§ **Assigned task**
Look through the entries that follow and return each line that has the string "AnimationClock".

BEGIN

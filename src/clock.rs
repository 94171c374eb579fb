use std::time::{Duration, Instant};

/// Elapsed animation time. Only moves forward, and only through `advance`.
#[derive(Debug, Copy, Clone, PartialEq, Eq, Default)]
pub struct AnimationClock {
    elapsed: Duration,
}

impl AnimationClock {
    pub fn new() -> Self {
        Self::default()
    }

    pub fn advance(&mut self, delta: Duration) {
        self.elapsed += delta;
    }

    pub fn elapsed(&self) -> Duration {
        self.elapsed
    }

    pub fn elapsed_secs(&self) -> f32 {
        self.elapsed.as_secs_f32()
    }

    pub fn reset(&mut self) {
        self.elapsed = Duration::ZERO;
    }
}

/// Wall-clock deltas between display ticks, for driving `AnimationClock`.
#[derive(Debug, Copy, Clone)]
pub struct FrameTimer {
    last_tick: Instant,
}

impl FrameTimer {
    pub fn new() -> Self {
        Self {
            last_tick: Instant::now(),
        }
    }

    pub fn tick(&mut self) -> Duration {
        let now = Instant::now();
        let delta = now.saturating_duration_since(self.last_tick);
        self.last_tick = now;
        delta
    }
}

impl Default for FrameTimer {
    fn default() -> Self {
        Self::new()
    }
}

#[cfg(test)]
mod tests {
    use super::*;

    #[test]
    fn advances_monotonically() {
        let mut clock = AnimationClock::new();
        let mut last = clock.elapsed();
        for ms in [16, 0, 17, 33] {
            clock.advance(Duration::from_millis(ms));
            assert!(clock.elapsed() >= last);
            last = clock.elapsed();
        }
        assert_eq!(clock.elapsed(), Duration::from_millis(66));
        assert!((clock.elapsed_secs() - 0.066).abs() < 1e-6);
    }

    #[test]
    fn reset_returns_to_zero() {
        let mut clock = AnimationClock::new();
        clock.advance(Duration::from_secs(3));
        clock.reset();
        assert_eq!(clock.elapsed(), Duration::ZERO);
    }

    #[test]
    fn frame_timer_deltas_are_non_negative() {
        let mut timer = FrameTimer::new();
        let first = timer.tick();
        let second = timer.tick();
        assert!(first >= Duration::ZERO);
        assert!(second >= Duration::ZERO);
    }
}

END

§ **Answer to the exercise**
pub struct AnimationClock {
impl AnimationClock {
/// Wall-clock deltas between display ticks, for driving `AnimationClock`.
        let mut clock = AnimationClock::new();
        let mut clock = AnimationClock::new();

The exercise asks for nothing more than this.